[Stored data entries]

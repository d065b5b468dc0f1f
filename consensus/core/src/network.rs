use serde::{Deserialize, Serialize};
use std::fmt;
use std::str::FromStr;

use crate::errors::NetworkTypeError;

/// Network type identifies the chain a node is operating on
#[derive(Debug, Clone, Copy, PartialEq, Eq, Hash, Serialize, Deserialize)]
#[serde(rename_all = "lowercase")]
pub enum NetworkType {
    /// Main network
    Mainnet,
    /// Public test network
    Testnet,
    /// Local regression-test network
    Regtest,
}

impl fmt::Display for NetworkType {
    fn fmt(&self, f: &mut fmt::Formatter<'_>) -> fmt::Result {
        match self {
            NetworkType::Mainnet => write!(f, "mainnet"),
            NetworkType::Testnet => write!(f, "testnet"),
            NetworkType::Regtest => write!(f, "regtest"),
        }
    }
}

impl FromStr for NetworkType {
    type Err = NetworkTypeError;

    fn from_str(s: &str) -> Result<Self, Self::Err> {
        match s.to_ascii_lowercase().as_str() {
            "mainnet" | "main" => Ok(NetworkType::Mainnet),
            "testnet" | "test" => Ok(NetworkType::Testnet),
            "regtest" => Ok(NetworkType::Regtest),
            _ => Err(NetworkTypeError::Unknown(s.to_string())),
        }
    }
}

impl NetworkType {
    /// Returns an iterator over all NetworkType variants
    pub fn iter() -> impl Iterator<Item = NetworkType> {
        [NetworkType::Mainnet, NetworkType::Testnet, NetworkType::Regtest].into_iter()
    }
}
use thiserror::Error;

#[derive(Error, Debug, Clone, PartialEq, Eq)]
pub enum ForkError {
    #[error("unknown fork id {0}")]
    UnknownFork(u32),

    #[error("unknown fork name '{0}'")]
    UnknownForkName(String),
}

#[derive(Error, Debug, Clone, PartialEq, Eq)]
pub enum PowError {
    #[error("unknown pow algorithm id {0}")]
    UnknownAlgo(u8),

    #[error("unknown pow algorithm '{0}'")]
    UnknownAlgoName(String),
}

#[derive(Error, Debug, Clone, PartialEq, Eq)]
pub enum NetworkTypeError {
    #[error("unknown network '{0}'")]
    Unknown(String),
}

/// Contract violations in a consensus parameter table, reported when the table is built.
#[derive(Error, Debug, Clone, PartialEq, Eq)]
pub enum ParamsError {
    #[error("pow target spacing must be non-zero")]
    ZeroTargetSpacing,

    #[error("pow target timespan {timespan} is not a multiple of target spacing {spacing}")]
    UnevenTimespan { timespan: u64, spacing: u64 },

    #[error("majority window must be non-zero")]
    ZeroMajorityWindow,

    #[error("majority threshold '{name}' ({threshold}) exceeds majority window ({window})")]
    MajorityExceedsWindow { name: &'static str, threshold: u32, window: u32 },

    #[error("subsidy halving interval must be non-zero")]
    ZeroSubsidyHalvingInterval,
}
use std::collections::HashSet;
use std::sync::atomic::{AtomicUsize, Ordering};
use std::sync::Arc;
use std::time::Duration;

use async_trait::async_trait;
use flowline::error::{Error, Result};
use flowline::pipeline::chain::PipeExt;
use flowline::pipeline::runtime::Pipeline;
use flowline::sink::VoidSink;
use flowline::source::ArraySource;
use flowline::worker::{Worker, WorkerOptions, WorkerPool};

mod common;
use common::counting_source;

/// Doubles its input and reports which worker did it.
struct Doubler {
    worker_index: usize,
    offset: u64,
}

#[async_trait(?Send)]
impl Worker for Doubler {
    type In = u64;
    type Out = (usize, u64, u64);

    async fn process(&mut self, payload: u64, index: u64) -> Result<(usize, u64, u64)> {
        if payload == u64::MAX {
            return Err(Error::custom("refusing max"));
        }
        tokio::task::yield_now().await;
        Ok((self.worker_index, index, payload * 2 + self.offset))
    }
}

fn doubler_pool(pool_size: usize, offset: u64) -> WorkerPool<Doubler, u64> {
    WorkerPool::new("doubler", offset, |opts: WorkerOptions<u64>| {
        Ok(Doubler {
            worker_index: opts.worker_index,
            offset: opts.data,
        })
    })
    .pool_size(pool_size)
}

#[tokio::test]
async fn every_item_is_processed_exactly_once() -> Result<()> {
    let n = 200u64;
    let pipe = ArraySource::new((0..n).collect()).pipe(doubler_pool(4, 0));

    let out = Pipeline::new().buffer(8).collect(pipe).await?;

    let mut values: Vec<u64> = out.iter().map(|(_, _, v)| *v).collect();
    values.sort_unstable();
    assert_eq!(values, (0..n).map(|x| x * 2).collect::<Vec<u64>>());

    let indexes: HashSet<u64> = out.iter().map(|(_, i, _)| *i).collect();
    assert_eq!(indexes.len(), n as usize);
    Ok(())
}

#[tokio::test]
async fn dispatch_is_round_robin_by_index() -> Result<()> {
    let pool_size = 3;
    let pipe = ArraySource::new((0..30u64).collect()).pipe(doubler_pool(pool_size, 0).concurrency(6));

    let out = Pipeline::new().collect(pipe).await?;

    assert_eq!(out.len(), 30);
    for (worker, index, _) in out {
        assert_eq!(worker, (index % pool_size as u64) as usize);
    }
    Ok(())
}

#[tokio::test]
async fn worker_data_reaches_every_worker() -> Result<()> {
    let pipe = ArraySource::new(vec![1u64, 2, 3, 4]).pipe(doubler_pool(2, 100));
    let mut out: Vec<u64> = Pipeline::new()
        .collect(pipe)
        .await?
        .into_iter()
        .map(|(_, _, v)| v)
        .collect();
    out.sort_unstable();
    assert_eq!(out, vec![102, 104, 106, 108]);
    Ok(())
}

#[tokio::test]
async fn failed_items_are_dropped() -> Result<()> {
    let pipe = ArraySource::new(vec![1u64, u64::MAX, 3]).pipe(doubler_pool(2, 0));
    let mut out: Vec<u64> = Pipeline::new()
        .collect(pipe)
        .await?
        .into_iter()
        .map(|(_, _, v)| v)
        .collect();
    out.sort_unstable();
    assert_eq!(out, vec![2, 6]);
    Ok(())
}

#[tokio::test]
async fn empty_input_shuts_the_pool_down() -> Result<()> {
    let pipe = ArraySource::new(Vec::<u64>::new()).pipe(doubler_pool(3, 0));
    assert!(Pipeline::new().collect(pipe).await?.is_empty());
    Ok(())
}

#[tokio::test]
async fn factory_error_fails_the_stage() {
    let pool: WorkerPool<Doubler, ()> = WorkerPool::new("broken", (), |opts: WorkerOptions<()>| {
        if opts.worker_index == 1 {
            return Err(Error::custom("no model"));
        }
        Ok(Doubler {
            worker_index: opts.worker_index,
            offset: 0,
        })
    })
    .pool_size(2);

    let pipe = ArraySource::new((0..10u64).collect()).pipe(pool);
    let err = Pipeline::new().collect(pipe).await.unwrap_err();
    match err {
        Error::WorkerFailed { worker_index, message } => {
            assert_eq!(worker_index, 1);
            assert!(message.contains("no model"), "got {message}");
        }
        other => panic!("expected worker failure, got {other:?}"),
    }
}

struct Panicker;

#[async_trait(?Send)]
impl Worker for Panicker {
    type In = u64;
    type Out = u64;

    async fn process(&mut self, payload: u64, _index: u64) -> Result<u64> {
        if payload == 3 {
            panic!("worker blew up");
        }
        Ok(payload)
    }
}

#[tokio::test]
async fn panicking_worker_fails_the_stage() {
    let pool = WorkerPool::new("panicky", (), |_opts: WorkerOptions<()>| Ok(Panicker)).pool_size(2);
    let pipe = ArraySource::new((0..10u64).collect()).pipe(pool);

    let err = Pipeline::new().collect(pipe).await.unwrap_err();
    match err {
        Error::WorkerFailed { message, .. } => assert!(message.contains("worker blew up"), "got {message}"),
        other => panic!("expected worker failure, got {other:?}"),
    }
}

/// Counts items being processed across all workers and the workers still
/// alive.
#[derive(Default)]
struct Gauge {
    running: AtomicUsize,
    peak: AtomicUsize,
    alive: AtomicUsize,
}

struct Sleeper {
    gauge: Arc<Gauge>,
}

impl Drop for Sleeper {
    fn drop(&mut self) {
        self.gauge.alive.fetch_sub(1, Ordering::SeqCst);
    }
}

#[async_trait(?Send)]
impl Worker for Sleeper {
    type In = u64;
    type Out = u64;

    async fn process(&mut self, payload: u64, _index: u64) -> Result<u64> {
        let now = self.gauge.running.fetch_add(1, Ordering::SeqCst) + 1;
        self.gauge.peak.fetch_max(now, Ordering::SeqCst);
        tokio::time::sleep(Duration::from_millis(2)).await;
        self.gauge.running.fetch_sub(1, Ordering::SeqCst);
        Ok(payload)
    }
}

fn sleeper_pool(gauge: &Arc<Gauge>, pool_size: usize) -> WorkerPool<Sleeper, Arc<Gauge>> {
    WorkerPool::new("sleeper", gauge.clone(), |opts: WorkerOptions<Arc<Gauge>>| {
        opts.data.alive.fetch_add(1, Ordering::SeqCst);
        Ok(Sleeper { gauge: opts.data })
    })
    .pool_size(pool_size)
}

#[tokio::test]
async fn concurrency_bounds_outstanding_jobs_across_workers() -> Result<()> {
    let gauge = Arc::new(Gauge::default());
    let pipe = ArraySource::new((0..40u64).collect()).pipe(sleeper_pool(&gauge, 4).concurrency(2));

    let out = Pipeline::new().collect(pipe).await?;

    assert_eq!(out.len(), 40);
    let peak = gauge.peak.load(Ordering::SeqCst);
    assert!((1..=2).contains(&peak), "peak in flight was {peak}");
    Ok(())
}

#[tokio::test]
async fn abort_waits_for_every_worker_to_exit() -> Result<()> {
    let gauge = Arc::new(Gauge::default());
    let (source, produced) = counting_source(u64::MAX, Duration::ZERO);
    let pipe = source.pipe(sleeper_pool(&gauge, 3)).pipe(VoidSink);

    let (abort, run) = Pipeline::new().buffer(4).allow_graceful_abort(true).spawn(pipe);

    tokio::time::sleep(Duration::from_millis(30)).await;
    abort.abort();
    run.await??;

    assert!(produced.load(Ordering::SeqCst) > 0);
    assert_eq!(gauge.alive.load(Ordering::SeqCst), 0, "a worker outlived the run");
    assert_eq!(gauge.running.load(Ordering::SeqCst), 0);
    Ok(())
}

▶ WHAT THE EXERCISE ASKS
Counting every line of the entries that holds the word "produced", report the total and no other text.

▶ RESULT
2